Finally, some good news for fund investors

By Mark Noble | April 2, 2009 | Last updated on April 2, 2009
4 min read

It could be the great sucker’s rally — or maybe, just maybe, the markets have found a bottom. Either way, your client’s may have recovered a lot of money last month, according to data from Morningstar Canada.

In sharp contrast to two previous months, which saw mutual fund losses troll record depths, 20 of the 24 fund Morningstar indices tracking equity categories gained 5% or more last month. Five of them had double-digit returns, preliminary performance data reveals.

“Equities rose for the month as U.S. Treasury Secretary Timothy Geithner provided more detail on his government’s proposal to get toxic assets off the balance sheets of large banks, and described plans for new, tougher regulation of capital markets,” says Al Kellett, fund analyst for Morningstar Canada.

Even more remarkable is the comeback in the financial services industry. In Canada, the S&P/TSX Capped Financial Index rose 12.9%, and the Financials sub-index of the S&P500 did even better with a 17.7% gain, according to Kellett.

“Confidence in the financial services sector rose as some of the largest banks in the United States, like Citigroup, Bank of America, and JP Morgan, announced a profitable start to the year,” Kellett says. As a result, the Morningstar Financial Services Equity Fund Index had its best monthly performance in nearly a decade with a gain of 11.1%, tied for second best with the Morningstar Precious Metals Equity Fund Index.

This is an important development, given that many market commentators insist ascertaining a bottom will be necessary for any stabilization of the financial markets. So while using the word “excited” may be an overstatement, those who specialize in financial stock picking are expressing guarded optimism.

According to Chris Lowe and Greg Placidi, both senior vice-presidents and portfolio managers at AIC Limited — a firm with historically strong weightings in financial services — things are looking up in the financial service valuations.

As Lowe puts it, investors are starting to re-evaluate, particularly the large financial institutions, as businesses that may survive and have future earnings. Stock prices on many of these firms currently reflect a strong probability of corporate failure.

“If you can determine that of course this business is going to survive, then you can focus on what the earnings are going to be,” Lowe says. “That volatile period of debate as to whether these companies are going concerns or gone concerns [seems to be ending].”

Lowe says investors are emboldened by the fact that some U.S. financial service giants are beginning to look at ways to return funds they borrowed from the U.S. Troubled Asset Relief Program — a possible sign companies are feeling confident about their future prospects and don’t want to be handcuffed by government interference.
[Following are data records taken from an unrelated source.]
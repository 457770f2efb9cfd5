// ==========================================
// 前一日上架盘点表生成器 - 抽样引擎
// ==========================================
// 职责: 为每个盘点组抽取互斥的储位样本
// 不变式: 本人作业不抽 / 组内不重复 / 跨组不放回 /
//         相同种子 + 相同输入 => 输出逐位一致
// ==========================================

use crate::domain::{ExclusionSet, PutawayTask, SampleAssignment, SampleOutcome, ShortageRecord};
use rand::seq::index;
use std::collections::HashSet;
use tracing::{debug, info};

// ==========================================
// DeterministicRng - 可复现随机源
// ==========================================

/// 整个运行期共享的确定性随机源（splitmix64）
///
/// 不依赖平台或 rand 内置算法的版本稳定性，保证相同种子在
/// 任何环境下产生相同序列。每次运行恰好创建一个实例，按名册
/// 顺序串行消费：后续组的抽取序列依赖于先前组消费了哪些记录。
#[derive(Debug, Clone)]
struct DeterministicRng {
    state: u64,
}

impl DeterministicRng {
    fn new(seed: u64) -> Self {
        Self { state: seed }
    }

    fn next_u64_internal(&mut self) -> u64 {
        let mut z = self.state.wrapping_add(0x9E3779B97F4A7C15);
        self.state = z;
        z = (z ^ (z >> 30)).wrapping_mul(0xBF58476D1CE4E5B9);
        z = (z ^ (z >> 27)).wrapping_mul(0x94D049BB133111EB);
        z ^ (z >> 31)
    }
}

impl rand::RngCore for DeterministicRng {
    fn next_u32(&mut self) -> u32 {
        self.next_u64_internal() as u32
    }

    fn next_u64(&mut self) -> u64 {
        self.next_u64_internal()
    }

    fn fill_bytes(&mut self, dest: &mut [u8]) {
        let mut offset = 0;
        while offset < dest.len() {
            let value = self.next_u64_internal();
            let bytes = value.to_le_bytes();
            let remaining = dest.len() - offset;
            let copy_len = remaining.min(bytes.len());
            dest[offset..offset + copy_len].copy_from_slice(&bytes[..copy_len]);
            offset += copy_len;
        }
    }
}

// ==========================================
// InspectionSampler - 抽样引擎
// ==========================================
pub struct InspectionSampler {
    /// 每组抽样条数 k
    sample_size: usize,
}

impl InspectionSampler {
    /// 构造抽样引擎
    ///
    /// # 参数
    /// - sample_size: 每组抽样条数 k（已由配置层校验范围）
    pub fn new(sample_size: usize) -> Self {
        Self { sample_size }
    }

    /// 对名册中每个盘点组执行抽样
    ///
    /// # 算法（按名册升序逐组执行）
    /// 1. 当前工作池中剔除本组自身作业与被排除储位，得到可抽子集
    /// 2. n = min(k, |可抽子集|)；n = 0 时记录缺口 0 并跳过
    /// 3. 从可抽子集中等概率不放回抽取 n 条
    /// 4. 按抽取顺序记录储位编码；n < k 时记录缺口
    /// 5. 抽中记录从工作池永久移除（跨组不放回）
    ///
    /// 抽样永不报错：可抽子集为空退化为缺口记录。
    ///
    /// # 参数
    /// - pool: 清洗后的抽样池（顺序参与确定性，不得预先打乱）
    /// - roster: 盘点组名册（升序）
    /// - exclusions: 储位排除集（工作池收缩后判定依然生效）
    /// - seed: 随机种子
    pub fn sample(
        &self,
        pool: &[PutawayTask],
        roster: &[String],
        exclusions: &ExclusionSet,
        seed: u64,
    ) -> SampleOutcome {
        let mut rng = DeterministicRng::new(seed);
        let mut working: Vec<PutawayTask> = pool.to_vec();

        let mut assignments = Vec::with_capacity(roster.len());
        let mut shortages = Vec::new();

        for operator in roster {
            // 可抽子集: 非本人作业 且 储位未被排除
            let eligible: Vec<usize> = working
                .iter()
                .enumerate()
                .filter(|(_, task)| task.operator_id.as_deref() != Some(operator.as_str()))
                .filter(|(_, task)| !exclusions.contains(&task.location_code))
                .map(|(idx, _)| idx)
                .collect();

            if eligible.is_empty() {
                debug!("盘点组 {} 无可抽记录", operator);
                shortages.push(ShortageRecord {
                    operator_id: operator.clone(),
                    actual_count: 0,
                });
                assignments.push(SampleAssignment {
                    operator_id: operator.clone(),
                    locations: Vec::new(),
                });
                continue;
            }

            let n = self.sample_size.min(eligible.len());

            // 等概率不放回抽取 n 个下标
            let picks = index::sample(&mut rng, eligible.len(), n);

            let mut drawn_ids: HashSet<usize> = HashSet::with_capacity(n);
            let mut locations = Vec::with_capacity(n);
            for p in picks.iter() {
                let task = &working[eligible[p]];
                drawn_ids.insert(task.row_id);
                locations.push(task.location_code.clone());
            }

            if n < self.sample_size {
                debug!("盘点组 {} 抽样不足: {}/{}", operator, n, self.sample_size);
                shortages.push(ShortageRecord {
                    operator_id: operator.clone(),
                    actual_count: n,
                });
            }

            assignments.push(SampleAssignment {
                operator_id: operator.clone(),
                locations,
            });

            // 抽中记录从工作池永久移除，后续任何组不再可抽
            working.retain(|task| !drawn_ids.contains(&task.row_id));
        }

        // 与既有口径一致: 缺口清单按实际条数升序（稳定排序保持名册顺序）
        shortages.sort_by_key(|s| s.actual_count);

        info!(
            "抽样完成: {} 组, 消耗记录 {} 条, 缺口 {} 组",
            roster.len(),
            pool.len() - working.len(),
            shortages.len()
        );

        SampleOutcome {
            assignments,
            shortages,
        }
    }
}
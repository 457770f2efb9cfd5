// ==========================================
// 前一日上架盘点表生成器 - 盘点表构建器
// ==========================================
// 职责: 把抽样分配折叠为盘点表行(含盘点内容列)
// 约定: 不重排 / 不去重,组内重复由不放回抽样排除
// ==========================================

use crate::domain::{CheckRow, CheckTable, SampleAssignment};

// ==========================================
// CheckTableBuilder - 盘点表构建器
// ==========================================
pub struct CheckTableBuilder {
    /// 每组抽样条数 k（槽位列数）
    sample_size: usize,
}

impl CheckTableBuilder {
    pub fn new(sample_size: usize) -> Self {
        Self { sample_size }
    }

    /// 从抽样分配构建盘点表
    ///
    /// 每个分配产出一行: 前 n 个槽位按抽取顺序填充储位编码，
    /// 其余槽位为 None；盘点内容列为非空槽位以逗号连接。
    pub fn build(&self, assignments: &[SampleAssignment]) -> CheckTable {
        let rows = assignments
            .iter()
            .map(|assignment| self.build_row(assignment))
            .collect();

        CheckTable {
            sample_size: self.sample_size,
            rows,
        }
    }

    fn build_row(&self, assignment: &SampleAssignment) -> CheckRow {
        let mut slots: Vec<Option<String>> = assignment
            .locations
            .iter()
            .take(self.sample_size)
            .cloned()
            .map(Some)
            .collect();
        slots.resize(self.sample_size, None);

        let summary = assignment
            .locations
            .iter()
            .map(String::as_str)
            .filter(|loc| !loc.trim().is_empty())
            .collect::<Vec<_>>()
            .join(",");

        CheckRow {
            operator_id: assignment.operator_id.clone(),
            slots,
            summary,
        }
    }
}
// ==========================================
// 前一日上架盘点表生成器 - CSV 导出实现
// ==========================================
// 职责: 盘点表 / 抽样不足清单 写出为 UTF-8 CSV
// 约定: 单元格样式不在职责内,只输出数据
// ==========================================

use crate::domain::{CheckTable, ShortageRecord};
use csv::WriterBuilder;
use std::path::Path;
use thiserror::Error;
use tracing::info;

/// 导出层错误类型
#[derive(Error, Debug)]
pub enum ExportError {
    #[error("CSV 写出失败: {0}")]
    CsvWriteError(#[from] csv::Error),

    #[error("文件写入失败: {0}")]
    FileWriteError(#[from] std::io::Error),
}

/// Result 类型别名
pub type ExportResult<T> = Result<T, ExportError>;

/// 写出盘点表
///
/// 列: 上架员, 储位编码_1..k, 盘点内容列。
/// 空槽位写出为空单元格。
pub fn write_check_table<P: AsRef<Path>>(path: P, table: &CheckTable) -> ExportResult<()> {
    let path = path.as_ref();
    let mut writer = WriterBuilder::new().from_path(path)?;

    writer.write_record(table.headers())?;

    for row in &table.rows {
        let mut record = Vec::with_capacity(table.sample_size + 2);
        record.push(row.operator_id.clone());
        for slot in &row.slots {
            record.push(slot.clone().unwrap_or_default());
        }
        record.push(row.summary.clone());
        writer.write_record(&record)?;
    }

    writer.flush()?;
    info!("盘点表已写出: {} ({} 行)", path.display(), table.rows.len());

    Ok(())
}

/// 写出抽样不足清单
///
/// 列: 上架员, 实际抽样条数。输入顺序（实际条数升序）原样保留。
pub fn write_shortage_list<P: AsRef<Path>>(
    path: P,
    shortages: &[ShortageRecord],
) -> ExportResult<()> {
    let path = path.as_ref();
    let mut writer = WriterBuilder::new().from_path(path)?;

    writer.write_record(["上架员", "实际抽样条数"])?;

    for shortage in shortages {
        writer.write_record([
            shortage.operator_id.as_str(),
            &shortage.actual_count.to_string(),
        ])?;
    }

    writer.flush()?;
    info!(
        "抽样不足清单已写出: {} ({} 行)",
        path.display(),
        shortages.len()
    );

    Ok(())
}
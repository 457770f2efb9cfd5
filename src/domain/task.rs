// ==========================================
// 前一日上架盘点表生成器 - 上架任务实体
// ==========================================
// 职责: 源数据行的领域表示
// ==========================================

use serde::{Deserialize, Serialize};

/// 字段映射后的原始上架记录（清洗前）
///
/// 字符串字段均已 TRIM，空白归一化为 None。
/// 上架量解析失败时为 None（按过滤处理，不报错）。
#[derive(Debug, Clone, PartialEq)]
pub struct RawPutawayRecord {
    /// 作业类型
    pub operation_type: Option<String>,

    /// 储区号
    pub zone_id: Option<String>,

    /// 上架量（无法解析为数值时为 None）
    pub quantity: Option<f64>,

    /// 储位编码
    pub location_code: Option<String>,

    /// 上架员账号
    pub operator_id: Option<String>,

    /// 源文件行号（1 起始，不含表头）
    pub row_number: usize,
}

/// 清洗后进入抽样池的上架任务记录
///
/// `row_id` 为源文件中的稳定行位置，抽样按 row_id 做一次性消费，
/// 保证同一条记录在一次运行内至多被抽中一次。
///
/// 上架员缺失的记录仍可进入抽样池（对任何盘点组都是他人作业），
/// 但不会出现在盘点组名册中。
#[derive(Debug, Clone, PartialEq, Serialize, Deserialize)]
pub struct PutawayTask {
    /// 稳定行标识（源文件行位置）
    pub row_id: usize,

    /// 上架员账号（可缺失）
    pub operator_id: Option<String>,

    /// 储位编码
    pub location_code: String,

    /// 上架量
    pub quantity: f64,
}
// ==========================================
// 日志系统初始化
// ==========================================
// 使用 tracing 和 tracing-subscriber
// 支持环境变量配置日志级别
// ==========================================

use tracing_subscriber::{fmt, EnvFilter};

/// 初始化日志系统
///
/// # 环境变量
/// - RUST_LOG: 日志级别过滤器（默认: info）
///   例如: RUST_LOG=debug 或 RUST_LOG=putaway_check=trace
///
/// # 示例
/// ```no_run
/// use putaway_check::logging;
/// logging::init();
/// ```
pub fn init() {
    // 从环境变量读取日志级别，默认为 info
    let filter = EnvFilter::try_from_default_env().unwrap_or_else(|_| EnvFilter::new("info"));

    // 配置日志格式
    fmt()
        .with_env_filter(filter)
        .with_target(true)
        .with_thread_ids(false)
        .with_line_number(true)
        .init();
}

/// 初始化测试环境的日志系统
///
/// 使用更详细的日志级别，便于调试
pub fn init_test() {
    let _ = fmt()
        .with_env_filter(EnvFilter::new("debug"))
        .with_test_writer()
        .try_init();
}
Lowe notes the firms that want to hand back the funds are the ones who can afford to hand them back, and see the advantage of not having the government on their books. “These companies are saying ‘we want to show you our businesses have been run better than Citigroup and AIG and we haven’t got the same problem and we want to be able to move forward on that.’ This leads analysts to examine just how much business potential is out there, and to reassess the earnings we are pricing these companies at,” he adds.

In Placidi’s opinion corporate bond spreads have also flattened, another sign analysts and investors feel an acceptable amount of default risk has been priced on financial services companies. Large insurance companies are also being able to go to the markets and fund their capital requirements.
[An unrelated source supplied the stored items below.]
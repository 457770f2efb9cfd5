// ==========================================
// 前一日上架盘点表生成器 - 文件解析器实现
// ==========================================
// 职责: 将上传的表格文件解析为原始表
// 支持: Excel (.xlsx/.xls) / CSV (.csv)
// ==========================================

use crate::importer::error::{ImportError, ImportResult};
use calamine::{open_workbook, Reader, Xlsx};
use csv::ReaderBuilder;
use std::collections::HashMap;
use std::fs::File;
use std::path::Path;

/// 解析后的原始表
///
/// 表头已 TRIM。行为 列名 -> 单元格文本 的映射，单元格已 TRIM。
#[derive(Debug, Clone, Default)]
pub struct RawTable {
    /// 表头（保留源文件列顺序）
    pub headers: Vec<String>,

    /// 数据行（完全空白的行已跳过）
    pub rows: Vec<HashMap<String, String>>,
}

impl RawTable {
    /// 判断表头中是否存在指定列
    pub fn has_column(&self, name: &str) -> bool {
        self.headers.iter().any(|h| h == name)
    }

    /// 数据行数
    pub fn row_count(&self) -> usize {
        self.rows.len()
    }
}

/// 表格文件解析接口
pub trait TableParser {
    fn parse_table(&self, file_path: &Path) -> ImportResult<RawTable>;
}

// ==========================================
// CSV Parser 实现
// ==========================================
pub struct CsvParser;

impl TableParser for CsvParser {
    fn parse_table(&self, file_path: &Path) -> ImportResult<RawTable> {
        let path = file_path;

        // 检查文件存在
        if !path.exists() {
            return Err(ImportError::FileNotFound(path.display().to_string()));
        }

        // 打开 CSV 文件
        let file = File::open(path)?;
        let mut reader = ReaderBuilder::new()
            .has_headers(true)
            .flexible(true) // 允许行长度不一致
            .from_reader(file);

        // 读取表头
        let headers: Vec<String> = reader
            .headers()?
            .iter()
            .map(|h| h.trim().to_string())
            .collect();

        // 读取所有行
        let mut rows = Vec::new();
        for result in reader.records() {
            let record = result?;
            let mut row_map = HashMap::new();

            for (col_idx, value) in record.iter().enumerate() {
                if let Some(header) = headers.get(col_idx) {
                    row_map.insert(header.clone(), value.trim().to_string());
                }
            }

            // 跳过完全空白的行
            if row_map.values().all(|v| v.is_empty()) {
                continue;
            }

            rows.push(row_map);
        }

        Ok(RawTable { headers, rows })
    }
}

// ==========================================
// Excel Parser 实现
// ==========================================
pub struct ExcelParser;

impl TableParser for ExcelParser {
    fn parse_table(&self, file_path: &Path) -> ImportResult<RawTable> {
        let path = file_path;

        // 检查文件存在
        if !path.exists() {
            return Err(ImportError::FileNotFound(path.display().to_string()));
        }

        // 打开 Excel 文件
        let mut workbook: Xlsx<_> = open_workbook(path)
            .map_err(|e: calamine::XlsxError| ImportError::ExcelParseError(e.to_string()))?;

        // 读取第一个 sheet
        let sheet_names = workbook.sheet_names();
        if sheet_names.is_empty() {
            return Err(ImportError::ExcelParseError(
                "Excel 文件无工作表".to_string(),
            ));
        }

        let sheet_name = sheet_names[0].clone();
        let range = workbook
            .worksheet_range(&sheet_name)
            .map_err(|e| ImportError::ExcelParseError(e.to_string()))?;

        // 提取表头（第一行）
        let mut sheet_rows = range.rows();
        let header_row = sheet_rows
            .next()
            .ok_or_else(|| ImportError::ExcelParseError("Excel 文件无数据行".to_string()))?;

        let headers: Vec<String> = header_row
            .iter()
            .map(|cell| cell.to_string().trim().to_string())
            .collect();

        // 读取数据行
        let mut rows = Vec::new();
        for data_row in sheet_rows {
            let mut row_map = HashMap::new();

            for (col_idx, cell) in data_row.iter().enumerate() {
                if let Some(header) = headers.get(col_idx) {
                    let value = cell.to_string().trim().to_string();
                    row_map.insert(header.clone(), value);
                }
            }

            // 跳过完全空白的行
            if row_map.values().all(|v| v.is_empty()) {
                continue;
            }

            rows.push(row_map);
        }

        Ok(RawTable { headers, rows })
    }
}

// ==========================================
// 通用文件解析器（根据扩展名自动选择）
// ==========================================
pub struct UniversalTableParser;

impl UniversalTableParser {
    pub fn parse<P: AsRef<Path>>(&self, file_path: P) -> ImportResult<RawTable> {
        let path = file_path.as_ref();
        let ext = path
            .extension()
            .and_then(|e| e.to_str())
            .unwrap_or("")
            .to_lowercase();

        match ext.as_str() {
            "csv" => CsvParser.parse_table(path),
            "xlsx" | "xls" => ExcelParser.parse_table(path),
            _ => Err(ImportError::UnsupportedFormat(ext)),
        }
    }
}
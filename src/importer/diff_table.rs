// ==========================================
// 前一日上架盘点表生成器 - 差异明细表解析
// ==========================================
// 职责: 定位差异明细表中的储位列,构建储位排除集
// 约定: 差异明细表为可选输入;一旦提供但无法定位储位列,
//       视为致命配置错误,在核心流程运行前抛出
// ==========================================

use crate::domain::ExclusionSet;
use crate::importer::error::{ImportError, ImportResult};
use crate::importer::file_parser::RawTable;
use tracing::info;

/// 精确优先的储位列名
const EXACT_COLUMN: &str = "储位列";

/// 候选储位列名（按优先级）
const CANDIDATE_COLUMNS: [&str; 5] = ["储位", "储位编码", "储位号", "库位", "库位编码"];

/// 兜底匹配的领域词（列名包含其一即可）
const DOMAIN_TOKENS: [&str; 2] = ["储位", "库位"];

/// 定位差异明细表中承载储位编码的列
///
/// # 解析顺序
/// 1. 精确匹配 "储位列"
/// 2. 候选列名逐一精确匹配
/// 3. 首个列名包含 储位/库位 的列
///
/// # 错误
/// 三步均未命中时返回 `DiffLocationColumnNotFound`，并列出现有列名。
pub fn detect_location_column(table: &RawTable) -> ImportResult<String> {
    if table.has_column(EXACT_COLUMN) {
        return Ok(EXACT_COLUMN.to_string());
    }

    for cand in CANDIDATE_COLUMNS {
        if table.has_column(cand) {
            return Ok(cand.to_string());
        }
    }

    if let Some(col) = table
        .headers
        .iter()
        .find(|h| DOMAIN_TOKENS.iter().any(|t| h.contains(t)))
    {
        return Ok(col.clone());
    }

    Err(ImportError::DiffLocationColumnNotFound {
        columns: table.headers.clone(),
    })
}

/// 从差异明细表构建储位排除集
///
/// 空值/空白值被丢弃，重复储位自动去重。
pub fn build_exclusion_set(table: &RawTable) -> ImportResult<ExclusionSet> {
    let loc_col = detect_location_column(table)?;

    let codes = table
        .rows
        .iter()
        .filter_map(|row| row.get(&loc_col))
        .cloned();

    let set = ExclusionSet::from_codes(codes);
    info!("差异明细表解析完成: 储位列={}, 排除储位 {} 个", loc_col, set.len());

    Ok(set)
}

#[cfg(test)]
mod tests {
    use super::*;
    use std::collections::HashMap;

    fn table_with(headers: &[&str], rows: Vec<Vec<(&str, &str)>>) -> RawTable {
        RawTable {
            headers: headers.iter().map(|h| h.to_string()).collect(),
            rows: rows
                .into_iter()
                .map(|pairs| {
                    pairs
                        .into_iter()
                        .map(|(k, v)| (k.to_string(), v.to_string()))
                        .collect::<HashMap<String, String>>()
                })
                .collect(),
        }
    }

    #[test]
    fn test_exact_column_wins() {
        let table = table_with(&["储位编码", "储位列"], vec![]);
        assert_eq!(detect_location_column(&table).unwrap(), "储位列");
    }

    #[test]
    fn test_candidate_columns_in_priority_order() {
        let table = table_with(&["备注", "库位", "储位"], vec![]);
        // "储位" 在候选列表中优先于 "库位"
        assert_eq!(detect_location_column(&table).unwrap(), "储位");
    }

    #[test]
    fn test_substring_fallback() {
        let table = table_with(&["差异储位编号", "数量"], vec![]);
        assert_eq!(detect_location_column(&table).unwrap(), "差异储位编号");
    }

    #[test]
    fn test_no_location_column_is_fatal() {
        let table = table_with(&["数量", "备注"], vec![]);

        let err = detect_location_column(&table).unwrap_err();
        match err {
            ImportError::DiffLocationColumnNotFound { columns } => {
                assert_eq!(columns, vec!["数量", "备注"]);
            }
            other => panic!("意外的错误类型: {:?}", other),
        }
    }

    #[test]
    fn test_build_exclusion_set_trims_and_dedupes() {
        let table = table_with(
            &["储位编码"],
            vec![
                vec![("储位编码", " A-01-01 ")],
                vec![("储位编码", "A-01-01")],
                vec![("储位编码", "")],
                vec![("储位编码", "B-02-03")],
            ],
        );

        let set = build_exclusion_set(&table).unwrap();

        assert_eq!(set.len(), 2);
        assert!(set.contains("A-01-01"));
        assert!(set.contains("B-02-03"));
    }
}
“[Apart from AIG] not a single insurance company in Canada or the United States has gotten a dime from the government. While share prices have just been hammered, we’ve actually seen the life insurance industry weather this storm with no direct government inflow quite well. That’s evidence the credit markets are beginning to unfreeze,” Placidi says. “We’ve also noticed the corporate bond yields have stopped rising. We saw massive rise in the yields on commercial bonds, from basically last January all the way up to December 31, 2008. Every quarter, yields went up and up, all the way through the fourth quarter. That’s flat now. It’s hasn’t come down much but at least it’s flat.”

As Placidi notes, the financial services will likely never go back to the highs it experienced when leveraged balance sheets were the norm, but the worst may be over, and for investors that’s enough right now to get share prices moving in the right direction.

Placidi agrees analysts are still keeping their earnings forecasts low on significant financials — instead of pricing them at a 10 to 15 times earnings multiple they’re now getting around three to six times earnings.

Morningstar points also points out that emerging market equities, most notably equities in China, saw a substantial rise in performance last month.

Greater China Equity was the top performer among all fund indices in March with a 13.8% gain, reflecting a similar return by the Shanghai Composite Index. Other emerging markets such as Korea, Taiwan, and Mexico also posted double-digit gains contributing to good returns for the Emerging Markets Equity (10.9%) and Asia/Pacific ex-Japan Equity (10.2%) fund indices.

Morningstar also notes the past month was the first time since January 2007 that all equity fund indices were in positive territory. Among core asset categories, Canadian Equity was up 7.9%, U.S. Equity was up 7.2%, Global Equity, 6.2%, and International Equity, 5.9%.